==== Input data

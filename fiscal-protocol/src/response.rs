//! Parsing of the fiscal executable's stdout
//!
//! The vendor ships several builds of the command-line tool and they
//! do not agree on an output format. For `SendFileCmd` two textual
//! shapes are known:
//!
//! ```text
//! Enviados 7 comandos            (Linux builds)
//! Retorno: 7  Error: 0           (Windows builds)
//! ```
//!
//! Matchers are tried in order; if none matches, the caller must treat
//! the response as unrecognized. There is deliberately no implicit
//! success fallback.

/// Words the executable prints on a successful invocation. Any build
/// emits at least one of them; "exitasomente" is a vendor typo that
/// ships in production binaries.
const SUCCESS_MARKERS: [&str; 3] = ["exitosa", "correctamente", "exitasomente"];

/// Typed result of a recognized `SendFileCmd` response
#[derive(Debug, Clone, Copy, PartialEq, Eq)]
pub enum SendFileOutcome {
    /// The executable reported this many processed commands
    Processed(u64),
    /// The executable reported a vendor error code (nonzero)
    VendorError(u64),
}

/// Check whether stdout carries a generic success marker
pub fn contains_success_marker(stdout: &str) -> bool {
    SUCCESS_MARKERS.iter().any(|m| stdout.contains(m))
}

/// Try the known `SendFileCmd` response shapes in order.
///
/// Returns `None` when no shape matches; never guesses.
pub fn parse_send_file_output(stdout: &str) -> Option<SendFileOutcome> {
    const MATCHERS: [fn(&str) -> Option<SendFileOutcome>; 2] =
        [match_enviados, match_retorno_error];

    let outcome = MATCHERS.iter().find_map(|m| m(stdout));
    if outcome.is_none() {
        tracing::debug!(stdout, "no known response shape matched");
    }
    outcome
}

/// Shape: `Enviados <n> comandos`
fn match_enviados(stdout: &str) -> Option<SendFileOutcome> {
    let n = number_after(stdout, "Enviados")?;
    stdout.contains("comandos").then_some(SendFileOutcome::Processed(n))
}

/// Shape: `Retorno: <n>` with `Error: <m>`
fn match_retorno_error(stdout: &str) -> Option<SendFileOutcome> {
    let retorno = number_after(stdout, "Retorno")?;
    let error = number_after(stdout, "Error")?;
    if error != 0 {
        Some(SendFileOutcome::VendorError(error))
    } else {
        Some(SendFileOutcome::Processed(retorno))
    }
}

/// First integer following `token`, skipping separating `:` and blanks
fn number_after(text: &str, token: &str) -> Option<u64> {
    let rest = &text[text.find(token)? + token.len()..];
    let rest = rest.trim_start_matches([':', ' ', '\t']);
    let digits: &str = &rest[..rest.chars().take_while(|c| c.is_ascii_digit()).count()];
    digits.parse().ok()
}

#[cfg(test)]
mod tests {
    use super::*;

    #[test]
    fn test_linux_shape() {
        assert_eq!(
            parse_send_file_output("Enviados 5 comandos exitosamente"),
            Some(SendFileOutcome::Processed(5))
        );
    }

    #[test]
    fn test_windows_shape_ok() {
        assert_eq!(
            parse_send_file_output("Comando ejecutado exitasomente. Retorno: 7, Error: 0"),
            Some(SendFileOutcome::Processed(7))
        );
    }

    #[test]
    fn test_windows_shape_vendor_error() {
        assert_eq!(
            parse_send_file_output("Retorno: 3, Error: 128"),
            Some(SendFileOutcome::VendorError(128))
        );
    }

    #[test]
    fn test_linux_shape_wins_over_windows_tokens() {
        // Some builds echo both; the first matcher decides
        assert_eq!(
            parse_send_file_output("Enviados 4 comandos. Retorno: 0, Error: 0"),
            Some(SendFileOutcome::Processed(4))
        );
    }

    #[test]
    fn test_unrecognized_is_none() {
        assert_eq!(parse_send_file_output("OK"), None);
        assert_eq!(parse_send_file_output(""), None);
        // token without a number does not match
        assert_eq!(parse_send_file_output("Enviados ??? comandos"), None);
    }

    #[test]
    fn test_zero_processed() {
        assert_eq!(
            parse_send_file_output("Enviados 0 comandos"),
            Some(SendFileOutcome::Processed(0))
        );
    }

    #[test]
    fn test_success_markers() {
        assert!(contains_success_marker("Operacion exitosa"));
        assert!(contains_success_marker("Enviado correctamente"));
        assert!(contains_success_marker("procesado exitasomente"));
        assert!(!contains_success_marker("Error de comunicacion"));
    }
}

========

# Required action
In the records above, the line with "if error != 0" marks the start and the line with "let digits: &str" marks the end; copy that stretch exactly, both lines included, and nothing else.

# Task result
    if error != 0 {
        Some(SendFileOutcome::VendorError(error))
    } else {
        Some(SendFileOutcome::Processed(retorno))
    }
}

/// First integer following `token`, skipping separating `:` and blanks
fn number_after(text: &str, token: &str) -> Option<u64> {
    let rest = &text[text.find(token)? + token.len()..];
    let rest = rest.trim_start_matches([':', ' ', '\t']);
    let digits: &str = &rest[..rest.chars().take_while(|c| c.is_ascii_digit()).count()];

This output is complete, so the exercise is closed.